• _Entries taken from a collection_:
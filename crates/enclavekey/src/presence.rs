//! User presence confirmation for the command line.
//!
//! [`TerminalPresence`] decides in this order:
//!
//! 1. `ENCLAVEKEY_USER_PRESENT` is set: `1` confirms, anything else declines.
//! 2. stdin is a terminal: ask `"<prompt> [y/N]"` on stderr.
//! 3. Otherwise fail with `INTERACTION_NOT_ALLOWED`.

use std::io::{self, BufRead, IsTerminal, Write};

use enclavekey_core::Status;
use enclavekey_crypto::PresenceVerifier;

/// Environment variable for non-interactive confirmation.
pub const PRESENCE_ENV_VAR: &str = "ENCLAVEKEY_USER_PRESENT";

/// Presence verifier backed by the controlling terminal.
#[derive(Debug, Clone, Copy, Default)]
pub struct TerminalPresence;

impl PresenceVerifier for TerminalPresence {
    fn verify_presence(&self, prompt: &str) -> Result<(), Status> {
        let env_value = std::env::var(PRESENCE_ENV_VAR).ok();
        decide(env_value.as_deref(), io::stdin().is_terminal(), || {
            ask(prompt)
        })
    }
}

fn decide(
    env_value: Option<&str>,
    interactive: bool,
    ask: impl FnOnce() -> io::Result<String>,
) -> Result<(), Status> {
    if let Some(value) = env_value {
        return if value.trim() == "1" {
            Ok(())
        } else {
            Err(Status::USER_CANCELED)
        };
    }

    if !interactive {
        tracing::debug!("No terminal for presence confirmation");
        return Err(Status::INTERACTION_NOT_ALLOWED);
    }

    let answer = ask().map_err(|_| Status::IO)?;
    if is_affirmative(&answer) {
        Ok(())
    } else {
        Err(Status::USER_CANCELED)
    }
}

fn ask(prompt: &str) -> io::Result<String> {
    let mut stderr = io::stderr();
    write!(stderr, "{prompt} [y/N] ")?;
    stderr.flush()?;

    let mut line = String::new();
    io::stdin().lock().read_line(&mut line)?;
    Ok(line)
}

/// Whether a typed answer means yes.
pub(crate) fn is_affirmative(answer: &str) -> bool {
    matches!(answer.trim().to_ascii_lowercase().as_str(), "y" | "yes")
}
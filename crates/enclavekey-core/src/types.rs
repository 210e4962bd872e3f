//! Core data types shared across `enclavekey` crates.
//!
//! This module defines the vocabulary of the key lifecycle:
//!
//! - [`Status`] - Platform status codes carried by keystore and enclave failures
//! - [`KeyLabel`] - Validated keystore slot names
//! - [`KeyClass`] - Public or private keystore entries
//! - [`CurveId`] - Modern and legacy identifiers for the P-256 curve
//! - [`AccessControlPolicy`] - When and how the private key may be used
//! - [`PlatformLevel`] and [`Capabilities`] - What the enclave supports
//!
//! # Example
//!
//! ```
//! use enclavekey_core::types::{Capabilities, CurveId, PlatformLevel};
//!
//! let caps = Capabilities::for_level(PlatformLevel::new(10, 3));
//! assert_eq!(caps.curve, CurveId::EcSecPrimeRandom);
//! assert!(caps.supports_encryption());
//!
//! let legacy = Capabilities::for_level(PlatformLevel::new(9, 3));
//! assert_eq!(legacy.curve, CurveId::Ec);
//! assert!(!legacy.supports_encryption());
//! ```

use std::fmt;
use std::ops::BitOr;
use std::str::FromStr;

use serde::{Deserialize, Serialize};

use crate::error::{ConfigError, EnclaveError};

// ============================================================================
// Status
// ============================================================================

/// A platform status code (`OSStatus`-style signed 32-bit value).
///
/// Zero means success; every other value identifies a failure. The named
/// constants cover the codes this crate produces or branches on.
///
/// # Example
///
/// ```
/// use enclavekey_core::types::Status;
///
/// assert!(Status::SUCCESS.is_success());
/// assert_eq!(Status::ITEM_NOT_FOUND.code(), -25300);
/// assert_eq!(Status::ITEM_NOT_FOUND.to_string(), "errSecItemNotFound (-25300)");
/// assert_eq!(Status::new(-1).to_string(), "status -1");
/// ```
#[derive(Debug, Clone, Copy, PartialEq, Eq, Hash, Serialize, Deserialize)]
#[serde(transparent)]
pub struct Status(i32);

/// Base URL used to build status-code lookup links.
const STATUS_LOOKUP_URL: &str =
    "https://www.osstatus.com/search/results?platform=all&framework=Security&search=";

• _WORK TO BE COMPLETED_: Determine how many of the lines above hold the word "impl", and output that number by itself.

• _WRITTEN SOLUTION_: 2